Jorge Luís

Personal information
- Full name: Jorge Luís Brochado Pereira
- Date of birth: 14 March 1958
- Place of birth: Barra Mansa, Brazil
- Date of death: 15 July 2024 (aged 66)
- Place of death: Barra Mansa, Brazil
- Position: Midfielder

Youth career
- 1972–1976: Flamengo

Senior career*
- Years: Team / Apps / (Gls)
- 1976–1978: Flamengo / 27 / (1)
- 1978: Cruzeiro
- 1979: Al Nassr
- 1980–1981: Joinville
- 1981: Guarani
- 1982–1984: Atlético Paranaense
- 1984: Joinville
- 1985: Portuguesa
- 1985: Londrina
- 1986: Pinheiros-PR

International career
- 1977: Brazil U20 / 5 / (1)

= Jorge Luís (footballer, born 1958) =

Brazilian footballer

Jorge Luís Brochado Pereira (14 March 1958 – 15 July 2024), simply known as Jorge Luís, was a Brazilian professional footballer who played as a midfielder.

==Career==

A graduate of Flamengo's youth teams, Jorge Luís was notable for being the captain of the Brazil national under-20 football team in the 1977 FIFA World Youth Championship.

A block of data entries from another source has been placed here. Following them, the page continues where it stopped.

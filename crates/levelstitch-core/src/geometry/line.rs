//! Reference lines drawn on an image.

use serde::{Deserialize, Serialize};

use super::point::{real_distance, rotate_point, vector, FrameSize, Point};
use super::GeometryError;

/// A line between two points in the same coordinate space.
///
/// Serialized as a two-element array `[start, end]`.
#[derive(Debug, Clone, Copy, PartialEq, Serialize, Deserialize)]
#[serde(from = "[Point; 2]", into = "[Point; 2]")]
pub struct Line {
    pub start: Point,
    pub end: Point,
}

impl Line {
    pub fn new(start: Point, end: Point) -> Self {
        Self { start, end }
    }

    /// Return the line with its endpoints in canonical (top-first) order.
    pub fn normalized(&self) -> Self {
        let (start, end) = normalize_line(self.start, self.end);
        Self { start, end }
    }

    /// Vector from start to end.
    pub fn vector(&self) -> Point {
        vector(self.start, self.end)
    }

    pub fn midpoint(&self) -> Point {
        Point::new(
            (self.start.x + self.end.x) / 2.0,
            (self.start.y + self.end.y) / 2.0,
        )
    }

    /// Length in pixels of `frame`.
    pub fn real_length(&self, frame: FrameSize) -> f64 {
        real_distance(self.start, self.end, frame)
    }

    pub fn is_zero_length(&self) -> bool {
        self.start == self.end
    }

    /// Check that this line can be used as a reference line.
    ///
    /// # Errors
    ///
    /// Returns `GeometryError::InvalidLine` if an endpoint lies outside the
    /// unit square or the endpoints coincide.
    pub fn validate(&self) -> Result<(), GeometryError> {
        for p in [self.start, self.end] {
            if !p.is_within_unit_square() {
                return Err(GeometryError::InvalidLine(format!(
                    "endpoint ({}, {}) is outside the image",
                    p.x, p.y
                )));
            }
        }
        if self.is_zero_length() {
            return Err(GeometryError::InvalidLine("endpoints coincide".to_string()));
        }
        Ok(())
    }
}

impl From<[Point; 2]> for Line {
    fn from([start, end]: [Point; 2]) -> Self {
        Self { start, end }
    }
}

impl From<Line> for [Point; 2] {
    fn from(line: Line) -> Self {
        [line.start, line.end]
    }
}

/// Order two points so the one with the smaller y comes first.
///
/// Ties keep the input order, which makes the operation idempotent.
pub fn normalize_line(p1: Point, p2: Point) -> (Point, Point) {
    if p1.y > p2.y {
        (p2, p1)
    } else {
        (p1, p2)
    }
}

/// Rotate a normalized line the same way its image is rotated about its center.
///
/// The endpoints are first stretched by `aspect_ratio` so that both axes have
/// the same physical scale, rotated about the stretched center
/// `(0.5 * aspect_ratio, 0.5)`, then compressed back into normalized space.
/// Endpoint order is preserved.
///
/// # Errors
///
/// Returns `GeometryError::DegenerateGeometry` if `aspect_ratio` is not a
/// positive finite number, or if the angle or an endpoint is not finite.
pub fn rotate_line(line: Line, aspect_ratio: f64, angle: f64) -> Result<Line, GeometryError> {
    if !aspect_ratio.is_finite() || aspect_ratio <= 0.0 {
        return Err(GeometryError::DegenerateGeometry(
            "aspect ratio must be positive and finite",
        ));
    }
    if !angle.is_finite() || !(line.start.is_finite() && line.end.is_finite()) {
        return Err(GeometryError::DegenerateGeometry(
            "line and angle must be finite",
        ));
    }

    let center = Point::new(0.5 * aspect_ratio, 0.5);

    let rotate = |p: Point| {
        let stretched = Point::new(p.x * aspect_ratio, p.y);
        let rotated = rotate_point(stretched, center, angle);
        Point::new(rotated.x / aspect_ratio, rotated.y)
    };

    Ok(Line::new(rotate(line.start), rotate(line.end)))
}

He was also part of the champion squads for Flamengo in 1978, and later for Joinville and Athletico Paranaense in the 1980s.

==Honours==

- Flamengo
- Campeonato Carioca: 1978
- Taça Guanabara: 1978

- Joinville
- Campeonato Catarinense: 1981

- Athletico Paranaense
- Campeonato Paranaense: 1982, 1983

==Death==

Jorge Luís died at the age of 66 in his hometown, Barra Mansa, on 15 July 2024.